Every line containing "true" should be identified and copied from the data below.

------------

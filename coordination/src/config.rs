//! Configuration for the event bus and context manager
//!
//! Values resolve in layers: built-in defaults, then an optional TOML file,
//! then `JARVIS_*` environment variables. The binary applies its command
//! line flags last.

use std::path::Path;
use std::time::Duration;

use anyhow::{Context, Result};
use serde::{Deserialize, Serialize};

use crate::events::history::DEFAULT_HISTORY_CAPACITY;

/// Default seconds between context expiration sweeps
pub const DEFAULT_CLEANUP_INTERVAL_SECS: u64 = 300;

/// Default conversation history length per user
pub const DEFAULT_MAX_CONVERSATION_HISTORY: usize = 1000;

/// Default cap on tracked user contexts
pub const DEFAULT_MAX_USER_CONTEXTS: usize = 10_000;

/// Event bus settings
#[derive(Debug, Clone, PartialEq)]
pub struct EventBusConfig {
    /// Number of published events kept for introspection
    pub history_capacity: usize,
    /// Maximum queued events; `None` means unbounded
    pub queue_capacity: Option<usize>,
    /// How long the dispatch loop waits for work before re-checking cancellation
    pub poll_interval: Duration,
    /// Whether `publish` starts the dispatch loop when it is not running
    pub auto_start: bool,
}

impl Default for EventBusConfig {
    fn default() -> Self {
        Self {
            history_capacity: DEFAULT_HISTORY_CAPACITY,
            queue_capacity: None,
            poll_interval: Duration::from_secs(1),
            auto_start: true,
        }
    }
}

/// Context manager settings
#[derive(Debug, Clone, PartialEq)]
pub struct ContextConfig {
    /// Interval between expiration sweeps
    pub cleanup_interval: Duration,
    /// Conversation records kept per user
    pub max_history: usize,
    /// Tracked users before least-recently-active eviction kicks in
    pub max_user_contexts: usize,
    /// Entries allowed per scope table; `None` means unbounded
    pub max_entries_per_scope: Option<usize>,
}

impl Default for ContextConfig {
    fn default() -> Self {
        Self {
            cleanup_interval: Duration::from_secs(DEFAULT_CLEANUP_INTERVAL_SECS),
            max_history: DEFAULT_MAX_CONVERSATION_HISTORY,
            max_user_contexts: DEFAULT_MAX_USER_CONTEXTS,
            max_entries_per_scope: None,
        }
    }
}

/// Top-level configuration
#[derive(Debug, Clone, Default, PartialEq)]
pub struct CoordinationConfig {
    pub bus: EventBusConfig,
    pub context: ContextConfig,
}

/// On-disk configuration; every field is optional
#[derive(Debug, Clone, Default, Serialize, Deserialize)]
#[serde(default, deny_unknown_fields)]
pub struct ConfigFile {
    pub event_bus: EventBusSection,
    pub context: ContextSection,
}

/// `[event_bus]` table
#[derive(Debug, Clone, Default, Serialize, Deserialize)]
#[serde(default, deny_unknown_fields)]
pub struct EventBusSection {
    pub history_capacity: Option<usize>,
    pub queue_capacity: Option<usize>,
    pub poll_interval_ms: Option<u64>,
    pub auto_start: Option<bool>,
}

/// `[context]` table
#[derive(Debug, Clone, Default, Serialize, Deserialize)]
#[serde(default, deny_unknown_fields)]
pub struct ContextSection {
    pub cleanup_interval_secs: Option<u64>,
    pub max_history: Option<usize>,
    pub max_user_contexts: Option<usize>,
    pub max_entries_per_scope: Option<usize>,
}

impl CoordinationConfig {
    /// Defaults overridden by environment variables
    pub fn from_env() -> Self {
        let mut config = Self::default();
        config.apply_env();
        config
    }

    /// Defaults overridden by a TOML file
    pub fn from_file(path: &Path) -> Result<Self> {
        let content = std::fs::read_to_string(path)
            .with_context(|| format!("Failed to read config file {}", path.display()))?;
        Self::from_toml_str(&content)
            .with_context(|| format!("Failed to parse config file {}", path.display()))
    }

    /// Defaults overridden by a TOML document
    pub fn from_toml_str(content: &str) -> Result<Self> {
        let file: ConfigFile = toml::from_str(content)?;
        let mut config = Self::default();
        config.apply_file(&file);
        Ok(config)
    }

    /// Apply every `Some` field of a parsed config file
    pub fn apply_file(&mut self, file: &ConfigFile) {
        let bus = &file.event_bus;
        if let Some(v) = bus.history_capacity {
            self.bus.history_capacity = v;
        }
        if let Some(v) = bus.queue_capacity {
            self.bus.queue_capacity = Some(v);
        }
        if let Some(v) = bus.poll_interval_ms {
            self.bus.poll_interval = Duration::from_millis(v);
        }
        if let Some(v) = bus.auto_start {
            self.bus.auto_start = v;
        }

        let ctx = &file.context;
        if let Some(v) = ctx.cleanup_interval_secs {
            self.context.cleanup_interval = Duration::from_secs(v);
        }
        if let Some(v) = ctx.max_history {
            self.context.max_history = v;
        }
        if let Some(v) = ctx.max_user_contexts {
            self.context.max_user_contexts = v;
        }
        if let Some(v) = ctx.max_entries_per_scope {
            self.context.max_entries_per_scope = Some(v);
        }
    }

    /// Apply `JARVIS_*` environment overrides
    ///
    /// Unparseable values are ignored and the previous value kept.
    pub fn apply_env(&mut self) {
        if let Some(v) = parse_env("JARVIS_EVENT_HISTORY_CAPACITY") {
            self.bus.history_capacity = v;
        }
        if let Some(v) = parse_env("JARVIS_EVENT_QUEUE_CAPACITY") {
            self.bus.queue_capacity = Some(v);
        }
        if let Some(v) = parse_env("JARVIS_EVENT_POLL_INTERVAL_MS") {
            self.bus.poll_interval = Duration::from_millis(v);
        }
        if let Ok(val) = std::env::var("JARVIS_EVENT_AUTO_START") {
            self.bus.auto_start = parse_bool(&val);
        }
        if let Some(v) = parse_env("JARVIS_CONTEXT_CLEANUP_INTERVAL_SECS") {
            self.context.cleanup_interval = Duration::from_secs(v);
        }
        if let Some(v) = parse_env("JARVIS_CONTEXT_MAX_HISTORY") {
            self.context.max_history = v;
        }
        if let Some(v) = parse_env("JARVIS_CONTEXT_MAX_USERS") {
            self.context.max_user_contexts = v;
        }
        if let Some(v) = parse_env("JARVIS_CONTEXT_MAX_ENTRIES_PER_SCOPE") {
            self.context.max_entries_per_scope = Some(v);
        }
    }
}

fn parse_env<T: std::str::FromStr>(var: &str) -> Option<T> {
    std::env::var(var).ok().and_then(|s| s.trim().parse().ok())
}

/// Accepts "1", "true" or "yes" (case-insensitive)
fn parse_bool(val: &str) -> bool {
    matches!(val.trim().to_lowercase().as_str(), "1" | "true" | "yes")
}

------------

◆ Response box ◆
            auto_start: true,
/// Accepts "1", "true" or "yes" (case-insensitive)
    matches!(val.trim().to_lowercase().as_str(), "1" | "true" | "yes")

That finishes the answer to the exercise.